Amounts vary by cohort: based on value-added earnings for completers and completion rates for non-completers.
Noncompliance Penalties: Institutions can lose loan and Pell eligibility if payments are delayed beyond 12–24 months.
PROMISE Funding: These reimbursements will fund the new PROMISE Grant program.
#4 Regulatory Rollbacks
Rollback of a number of regulations previously introduced
Goodbye, 90/10 Rule: Fully repealed.
Borrower Defense & Closed School Discharge: Reverts to pre-2022 rules.
Gainful Employment: Legal references removed, effectively ending GE authority. FVT regulations remain untouched - for now.
ED Power Curbed: Education Department barred from creating similar regulations unless explicitly authorized by Congress.
When does everything go into effect?
Here’s the fun part! There are some pieces that come into effect July 1st of 2025 (aka less than a month!), some parts that come into effect in July 2026, and some that will launch in 2028-29. Here’s a bit of a visual to give you an idea:
An action plan for Bursar and Financial Aid Offices
This is an absolute doozy of a legislation change just given the breadth of changes - impacting both Financial Aid and Bursar offices - but also because of the staggered timing. It does mean that some readiness actions need to be taken near-immediately, while some are longer-term. A lot of this is also going to impact at the CFO level, and a great opportunity to help the broader finance department plan for things like the risk-sharing liabilities!
I put together a framework that hopefully gives you a starting point - but nothing beats getting in front of a whiteboard with your team and brainstorming your own action plan heading into this fall semester!
The nitty-gritty details
There are a crazy amount of details and nuances to this proposal - too many to go into enough detail on in this format (at least not without boring you to death, or losing a few hundred subscribers).

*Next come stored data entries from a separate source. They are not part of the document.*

//! Application configuration

use std::env;
use std::time::Duration;

use time::UtcOffset;

use crate::realtime::{BridgeSettings, ConnectionSettings, OverflowPolicy};

/// Application configuration loaded from environment variables
#[derive(Debug, Clone)]
pub struct Config {
    // Server
    pub bind_address: String,
    pub shutdown_grace: Duration,
    pub log_format: LogFormat,

    // Database
    pub database_url: String,
    pub database_max_connections: u32,

    // Redis bridge (disabled when REDIS_URL is unset)
    pub redis_url: Option<String>,
    pub bridge_channel_prefix: String,
    pub bridge_publish_timeout: Duration,
    pub bridge_reconnect_max_delay: Duration,

    // Authentication
    pub jwt_secret: String,
    pub internal_api_token: String,

    // Realtime connections
    pub ws_outbound_capacity: usize,
    pub ws_overflow_policy: OverflowPolicy,
    pub ws_ping_interval: Duration,
    pub ws_idle_timeout: Duration,

    // Dispatch
    pub quiet_hours_offset: UtcOffset,
}

/// Output format of the tracing subscriber
#[derive(Debug, Clone, Copy, PartialEq, Eq)]
pub enum LogFormat {
    Pretty,
    Json,
}

impl Config {
    /// Load configuration from environment variables
    pub fn from_env() -> Result<Self, ConfigError> {
        let ws_ping_interval = Duration::from_secs(parse_var("WS_PING_INTERVAL_SECS", 30)?);
        let ws_idle_timeout = Duration::from_secs(parse_var("WS_IDLE_TIMEOUT_SECS", 90)?);
        if ws_idle_timeout <= ws_ping_interval {
            return Err(ConfigError::Invalid(
                "WS_IDLE_TIMEOUT_SECS",
                "must be greater than WS_PING_INTERVAL_SECS".to_string(),
            ));
        }

        let ws_outbound_capacity: usize = parse_var("WS_OUTBOUND_CAPACITY", 256)?;
        if ws_outbound_capacity == 0 {
            return Err(ConfigError::Invalid(
                "WS_OUTBOUND_CAPACITY",
                "must be at least 1".to_string(),
            ));
        }

        let offset_minutes: i32 = parse_var("QUIET_HOURS_UTC_OFFSET_MINUTES", 0)?;
        let quiet_hours_offset = UtcOffset::from_whole_seconds(offset_minutes.saturating_mul(60)).map_err(|e| {
            ConfigError::Invalid("QUIET_HOURS_UTC_OFFSET_MINUTES", e.to_string())
        })?;

        Ok(Self {
            // Server
            bind_address: env::var("BIND_ADDRESS").unwrap_or_else(|_| "0.0.0.0:3000".to_string()),
            shutdown_grace: Duration::from_secs(parse_var("SHUTDOWN_GRACE_SECS", 5)?),
            log_format: match env::var("LOG_FORMAT").as_deref() {
                Ok("json") => LogFormat::Json,
                Ok("pretty") | Err(_) => LogFormat::Pretty,
                Ok(other) => {
                    return Err(ConfigError::Invalid(
                        "LOG_FORMAT",
                        format!("expected json or pretty, got {}", other),
                    ))
                }
            },

            // Database
            database_url: env::var("DATABASE_URL")
                .map_err(|_| ConfigError::Missing("DATABASE_URL"))?,
            database_max_connections: parse_var("DATABASE_MAX_CONNECTIONS", 10)?,

            // Redis bridge
            redis_url: env::var("REDIS_URL").ok().filter(|url| !url.is_empty()),
            bridge_channel_prefix: env::var("BRIDGE_CHANNEL_PREFIX").unwrap_or_default(),
            bridge_publish_timeout: Duration::from_millis(parse_var(
                "BRIDGE_PUBLISH_TIMEOUT_MS",
                500,
            )?),
            bridge_reconnect_max_delay: Duration::from_millis(parse_var(
                "BRIDGE_RECONNECT_MAX_DELAY_MS",
                30_000,
            )?),

            // Authentication
            jwt_secret: required_secret("JWT_SECRET")?,
            internal_api_token: required_secret("INTERNAL_API_TOKEN")?,

            // Realtime connections
            ws_outbound_capacity,
            ws_overflow_policy: match env::var("WS_OVERFLOW_POLICY") {
                Ok(value) => value
                    .parse()
                    .map_err(|e| ConfigError::Invalid("WS_OVERFLOW_POLICY", e))?,
                Err(_) => OverflowPolicy::default(),
            },
            ws_ping_interval,
            ws_idle_timeout,

            // Dispatch
            quiet_hours_offset,
        })
    }

    /// Per-connection tunables handed to every upgraded socket
    pub fn connection_settings(&self) -> ConnectionSettings {
        ConnectionSettings {
            outbound_capacity: self.ws_outbound_capacity,
            overflow_policy: self.ws_overflow_policy,
            ping_interval: self.ws_ping_interval,
            idle_timeout: self.ws_idle_timeout,
            drain_grace: self.shutdown_grace,
        }
    }

    pub fn bridge_settings(&self) -> BridgeSettings {
        BridgeSettings {
            channel_prefix: self.bridge_channel_prefix.clone(),
            publish_timeout: self.bridge_publish_timeout,
            reconnect_max_delay: self.bridge_reconnect_max_delay,
        }
    }
}

/// Read a secret that must be present and at least 32 characters long
fn required_secret(name: &'static str) -> Result<String, ConfigError> {
    let secret = env::var(name).map_err(|_| ConfigError::Missing(name))?;
    if secret.len() < 32 {
        return Err(ConfigError::WeakSecret(name));
    }
    Ok(secret)
}

/// Parse an optional variable, falling back to `default` when unset
fn parse_var<T>(name: &'static str, default: T) -> Result<T, ConfigError>
where
    T: std::str::FromStr,
    T::Err: std::fmt::Display,
{
    match env::var(name) {
        Ok(value) => value
            .trim()
            .parse()
            .map_err(|e: T::Err| ConfigError::Invalid(name, e.to_string())),
        Err(_) => Ok(default),
    }
}

#[derive(Debug, thiserror::Error)]
pub enum ConfigError {
    #[error("Missing required environment variable: {0}")]
    Missing(&'static str),
    #[error("Invalid value for {0}: {1}")]
    Invalid(&'static str, String),
    #[error("Weak secret: {0} must be at least 32 characters")]
    WeakSecret(&'static str),
}

#[cfg(test)]
#[allow(clippy::unwrap_used)]
mod tests {
    use super::*;
    use serial_test::serial;

    const OPTIONAL_VARS: &[&str] = &[
        "REDIS_URL",
        "WS_OVERFLOW_POLICY",
        "WS_OUTBOUND_CAPACITY",
        "WS_PING_INTERVAL_SECS",
        "WS_IDLE_TIMEOUT_SECS",
        "QUIET_HOURS_UTC_OFFSET_MINUTES",
        "LOG_FORMAT",
    ];

    fn setup_minimal_config() {
        env::set_var("DATABASE_URL", "postgres://test");
        env::set_var(
            "JWT_SECRET",
            "test-jwt-secret-must-be-at-least-32-characters-long",
        );
        env::set_var(
            "INTERNAL_API_TOKEN",
            "test-internal-token-at-least-32-characters",
        );
        for var in OPTIONAL_VARS {
            env::remove_var(var);
        }
    }

    fn cleanup_config() {
        env::remove_var("DATABASE_URL");
        env::remove_var("JWT_SECRET");
        env::remove_var("INTERNAL_API_TOKEN");
        for var in OPTIONAL_VARS {
            env::remove_var(var);
        }
    }

    #[test]
    #[serial]
    fn test_defaults() {
        setup_minimal_config();

        let config = Config::from_env().unwrap();
        assert_eq!(config.bind_address, "0.0.0.0:3000");
        assert!(config.redis_url.is_none());
        assert_eq!(config.ws_overflow_policy, OverflowPolicy::DropOldest);
        assert_eq!(config.ws_outbound_capacity, 256);
        assert_eq!(config.quiet_hours_offset, UtcOffset::UTC);

        cleanup_config();
    }

    #[test]
    #[serial]
    fn test_missing_database_url() {
        setup_minimal_config();
        env::remove_var("DATABASE_URL");

        let result = Config::from_env();
        assert!(matches!(result, Err(ConfigError::Missing("DATABASE_URL"))));

        cleanup_config();
    }

    #[test]
    #[serial]
    fn test_weak_jwt_secret_rejected() {
        setup_minimal_config();
        env::set_var("JWT_SECRET", "short");

        let result = Config::from_env();
        assert!(matches!(result, Err(ConfigError::WeakSecret("JWT_SECRET"))));

        cleanup_config();
    }

    #[test]
    #[serial]
    fn test_overflow_policy_and_offset_parsing() {
        setup_minimal_config();
        env::set_var("WS_OVERFLOW_POLICY", "disconnect");
        env::set_var("QUIET_HOURS_UTC_OFFSET_MINUTES", "480");
        env::set_var("REDIS_URL", "redis://cache:6379");

        let config = Config::from_env().unwrap();
        assert_eq!(config.ws_overflow_policy, OverflowPolicy::Disconnect);
        assert_eq!(config.quiet_hours_offset.whole_hours(), 8);
        assert_eq!(config.redis_url.as_deref(), Some("redis://cache:6379"));

        env::set_var("WS_OVERFLOW_POLICY", "block");
        assert!(matches!(
            Config::from_env(),
            Err(ConfigError::Invalid("WS_OVERFLOW_POLICY", _))
        ));

        cleanup_config();
    }

    #[test]
    #[serial]
    fn test_idle_timeout_must_exceed_ping_interval() {
        setup_minimal_config();
        env::set_var("WS_PING_INTERVAL_SECS", "30");
        env::set_var("WS_IDLE_TIMEOUT_SECS", "30");

        assert!(matches!(
            Config::from_env(),
            Err(ConfigError::Invalid("WS_IDLE_TIMEOUT_SECS", _))
        ));

        cleanup_config();
    }

    #[test]
    #[serial]
    fn test_zero_capacity_rejected() {
        setup_minimal_config();
        env::set_var("WS_OUTBOUND_CAPACITY", "0");

        assert!(matches!(
            Config::from_env(),
            Err(ConfigError::Invalid("WS_OUTBOUND_CAPACITY", _))
        ));

        cleanup_config();
    }
}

Having said that, I wanted to spend the time to create a Comparison Fact Sheet for you all, summarizing the major policy changes, the comparative rules in existing law, and some notes on the intended impact of the change.
Here is the link to download the Fact Sheet (PDF).
If you find this helpful, please do let me know - it takes a good amount of time to go through everything to pull these together, but if they are helpful than I will keep doing them as new legislation or technologies pop up!
What else happened this week?
Perplexity and PayPal have teamed up for in-chat, AI-powered shopping. U.S. consumers will soon be able to book travel, buy products and secure concert tickets on Perplexity’s chat interface, paying instantly with PayPal or Venmo. Read more here.
Side note: I think universities will need to accept these types of alternative payments very soon, and we are working on that at Backpack!
Perplexity (big week for them) also launched Perplexity Labs, which is essentially an AI designed to help you build apps for projects. Have a look through some of the projects out there - it’s very cool stuff.
Monarch Money, a personal financial management tool raised a $75M Series B. I actually happen to use Monarch and it’s fantastic - but the more interesting part is that consumer fintech has been struggling recently, and this is a bit of a violation of that narrative! Read more here.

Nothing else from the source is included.